Over a matter of days, there's been almost 80 new messages in an informal group chat for WeChat users who keep track of what's happening at USC. Since 2017, Yuan's served as the social editor of the account, where he publishes stories in Chinese to over 2,700 subscribers. He's also been using the group chat on the most popular messaging app in China as a "prototype or test run for a potential Facebook group," to gauge the interest of the Chinese community in USC news. In less technical terms, the project is Yuan's baby.
Currently, Yuan's is the only branch of Annenberg Media that targets an international population, and issues that might affect them specifically, like H-1B visa sponsorship. This idea didn't come to fruition overnight. His work covering the Chinese community at USC has been a long time coming.
"While I was planning for it, one news that hit me really strongly was tuition hikes. Because that story arrived at the Chinese Community two days after the Daily Trojan or the Annenberg Media website both reported," he says in disbelief.
Since the Annenberg Media WeChat has been up and running, Yuan's used it to share darker news with the Chinese international community. In May of 2018, news broke that former USC gynecologist, George Tydnall, had been sexually abusing Asian women and specifically women from China. This time, there was virtually no delay in sharing that news with Chinese international students.

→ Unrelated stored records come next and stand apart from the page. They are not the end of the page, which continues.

// src/agents/google.rs
//! Google web-search adapter. There is no public API, so this scrapes the
//! results page with compiled regex selectors. When the structured selector
//! (anchor + h3 + snippet) comes up empty on a non-empty page, it falls back
//! to a cruder anchor-only extraction and reports the fetch as degraded.

use std::collections::BTreeMap;
use std::time::Duration;

use metrics::{counter, histogram};
use once_cell::sync::OnceCell;
use regex::Regex;

use crate::agents::types::{is_absolute_url, Crawl, RawResult, SourceAdapter, SourceUnavailable};
use crate::agents::{cap_content, clean_fragment};
use crate::query::DateRange;

const SOURCE: &str = "google";
const RESULT_COUNT: u32 = 20;
const MAX_SNIPPET_CHARS: usize = 1_500;

pub struct GoogleAdapter {
    mode: Mode,
}

enum Mode {
    Fixture(String),
    Http { client: reqwest::Client },
}

impl GoogleAdapter {
    pub fn from_env() -> Self {
        let client = reqwest::Client::builder()
            .user_agent("Mozilla/5.0 (X11; Linux x86_64) issue-scout/0.1")
            .connect_timeout(Duration::from_secs(5))
            .timeout(Duration::from_secs(20))
            .build()
            .expect("reqwest client");
        Self {
            mode: Mode::Http { client },
        }
    }

    /// Parse a saved results page instead of fetching; for tests.
    pub fn from_fixture(html: &str) -> Self {
        Self {
            mode: Mode::Fixture(html.to_string()),
        }
    }

    fn search_url(keywords: &[String], date_range: Option<&DateRange>) -> String {
        let q: String = keywords.join(" ");
        let mut url = format!(
            "https://www.google.com/search?q={}&num={}",
            urlencode(&q),
            RESULT_COUNT
        );
        if let Some(range) = date_range {
            // Custom date range filter, inclusive on both ends.
            url.push_str(&format!(
                "&tbs=cdr:1,cd_min:{},cd_max:{}",
                range.start().format("%m/%d/%Y"),
                range.end().format("%m/%d/%Y")
            ));
        }
        url
    }

    fn parse_page(html: &str) -> Crawl {
        let t0 = std::time::Instant::now();

        static RE_RESULT: OnceCell<Regex> = OnceCell::new();
        let re_result = RE_RESULT.get_or_init(|| {
            Regex::new(r#"(?is)<a[^>]+href="(?P<href>[^"]+)"[^>]*>\s*<h3[^>]*>(?P<title>.+?)</h3>"#)
                .expect("google result regex")
        });
        static RE_SNIPPET: OnceCell<Regex> = OnceCell::new();
        let re_snippet = RE_SNIPPET.get_or_init(|| {
            Regex::new(r#"(?is)<(?:span|div)[^>]*>(?P<text>[^<>]{40,400})</(?:span|div)>"#)
                .expect("google snippet regex")
        });

        let matches: Vec<_> = re_result.captures_iter(html).collect();
        let mut items = Vec::with_capacity(matches.len());
        for (idx, caps) in matches.iter().enumerate() {
            let href = caps.name("href").map(|m| m.as_str()).unwrap_or_default();
            let url = match normalize_href(href) {
                Some(u) => u,
                None => continue,
            };
            let title = clean_fragment(caps.name("title").map(|m| m.as_str()).unwrap_or_default());
            if title.is_empty() {
                continue;
            }

            // Snippet lives between this hit and the next one.
            let span_start = caps.get(0).map(|m| m.end()).unwrap_or(0);
            let span_end = matches
                .get(idx + 1)
                .and_then(|c| c.get(0))
                .map(|m| m.start())
                .unwrap_or(html.len());
            let content = re_snippet
                .captures(&html[span_start..span_end])
                .and_then(|c| c.name("text"))
                .map(|m| cap_content(&clean_fragment(m.as_str()), MAX_SNIPPET_CHARS))
                .unwrap_or_default();

            let mut meta = BTreeMap::new();
            meta.insert("rank".to_string(), (items.len() + 1).to_string());
            items.push(RawResult {
                source: SOURCE.to_string(),
                title,
                url,
                content,
                published_at: None,
                source_metadata: meta,
            });
        }

        let crawl = if items.is_empty() && !html.trim().is_empty() {
            // Selector drift; salvage bare anchors so the query still yields
            // candidates, at lower confidence.
            Crawl::degraded(Self::parse_anchors(html), "anchor-only extraction")
        } else {
            Crawl::ok(items)
        };

        histogram!("crawl_parse_ms").record(t0.elapsed().as_secs_f64() * 1_000.0);
        counter!("crawl_results_total").increment(crawl.items.len() as u64);
        crawl
    }

    fn parse_anchors(html: &str) -> Vec<RawResult> {
        static RE_ANCHOR: OnceCell<Regex> = OnceCell::new();
        let re_anchor = RE_ANCHOR.get_or_init(|| {
            Regex::new(r#"(?is)<a[^>]+href="(?P<href>[^"]+)"[^>]*>(?P<text>.{10,200}?)</a>"#)
                .expect("google anchor regex")
        });

        let mut items = Vec::new();
        for caps in re_anchor.captures_iter(html) {
            let href = caps.name("href").map(|m| m.as_str()).unwrap_or_default();
            let url = match normalize_href(href) {
                Some(u) => u,
                None => continue,
            };
            let title = clean_fragment(caps.name("text").map(|m| m.as_str()).unwrap_or_default());
            if title.is_empty() {
                continue;
            }
            items.push(RawResult {
                source: SOURCE.to_string(),
                title,
                url,
                content: String::new(),
                published_at: None,
                source_metadata: BTreeMap::new(),
            });
        }
        items
    }
}

/// Unwrap Google's `/url?q=...` redirect form and drop internal links.
fn normalize_href(href: &str) -> Option<String> {
    let url = if let Some(rest) = href.strip_prefix("/url?q=") {
        urldecode(rest.split('&').next().unwrap_or_default())
    } else {
        href.to_string()
    };
    if !is_absolute_url(&url) {
        return None;
    }
    let internal = ["google.com/search", "accounts.google", "webcache.googleusercontent"];
    if internal.iter().any(|frag| url.contains(frag)) {
        return None;
    }
    Some(url)
}

fn urlencode(s: &str) -> String {
    let mut out = String::with_capacity(s.len());
    for b in s.bytes() {
        match b {
            b'A'..=b'Z' | b'a'..=b'z' | b'0'..=b'9' | b'-' | b'_' | b'.' | b'~' => {
                out.push(b as char)
            }
            b' ' => out.push('+'),
            _ => out.push_str(&format!("%{b:02X}")),
        }
    }
    out
}

fn urldecode(s: &str) -> String {
    let bytes = s.as_bytes();
    let mut out = Vec::with_capacity(bytes.len());
    let mut i = 0;
    while i < bytes.len() {
        match bytes[i] {
            b'%' if i + 2 < bytes.len() => {
                let hex = std::str::from_utf8(&bytes[i + 1..i + 3]).unwrap_or("");
                if let Ok(v) = u8::from_str_radix(hex, 16) {
                    out.push(v);
                    i += 3;
                } else {
                    out.push(b'%');
                    i += 1;
                }
            }
            b'+' => {
                out.push(b' ');
                i += 1;
            }
            b => {
                out.push(b);
                i += 1;
            }
        }
    }
    String::from_utf8_lossy(&out).into_owned()
}

#[async_trait::async_trait]
impl SourceAdapter for GoogleAdapter {
    fn name(&self) -> &'static str {
        SOURCE
    }

    async fn crawl(
        &self,
        keywords: &[String],
        _detail: &str,
        date_range: Option<&DateRange>,
    ) -> Result<Crawl, SourceUnavailable> {
        match &self.mode {
            Mode::Fixture(html) => Ok(Self::parse_page(html)),
            Mode::Http { client } => {
                let url = Self::search_url(keywords, date_range);
                let resp = client.get(&url).send().await.map_err(|e| {
                    counter!("crawl_errors_total").increment(1);
                    SourceUnavailable::new(SOURCE, format!("http error: {e}"))
                })?;
                let status = resp.status();
                if !status.is_success() {
                    counter!("crawl_errors_total").increment(1);
                    return Err(SourceUnavailable::new(SOURCE, format!("http status {status}")));
                }
                let body = resp
                    .text()
                    .await
                    .map_err(|e| SourceUnavailable::new(SOURCE, format!("body read: {e}")))?;
                Ok(Self::parse_page(&body))
            }
        }
    }

    fn supports(&self, domain: &str) -> bool {
        domain.contains("google.com/search") || domain.contains("www.google.com")
    }
}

Yuan uses the cultural "headstart" of completing high school in the U.S. to do some of the legwork for his readers. But he recognizes this isn't as easy for students who are coming to the U.S. for the first time for college. There's no guide to all the cultural references and jokes Yuan has had three years to pick up, so it's no wonder some international students struggle to integrate.
This is especially difficult at USC where there isn't necessarily an incentive to assimilate. Yuan's best friend, Peiran Ye, says she can easily stick to the 10 or so Chinese international students that she knows in her architecture classes. On field trips, they'll only Uber together.
In high school, Yuan worried he would have to decide between his Chinese social circle and his American one. Not so anymore.
"It's the same as my host family. It's not like I'm close to my host family, so I abandon my own family," Yuan says. He's got the best of both.
In April, an exhausted Yuan meets his best American friend to celebrate his 22nd birthday. After his long day in the newsroom, not the least bit unusual, he just wanted to take a rain check. When he walked into her apartment, Yuan expected just a few drinks. Instead, the house screamed.
"SURPRISE!"
From under tables and behind curtains, his friends from the newsroom emerged and sang "Happy Birthday" to a stunned Yuan. Dramatizing his relief, he tumbled onto the couch and then the floor while his friends laughed.
It's 2019, and a Yuan that once struggled to feel a part of an American community is struggling to say goodbye to graduating seniors. Next year, he will assume his role as the Executive Editor of the newsroom.
"People who guide me, defend me, teach me, trust me, help me, they're all leaving. And now it's my time time to defend, trust, guide, teach or help the young bloods," he says.
At least for the Chinese international student community, Yuan's been doing that all along.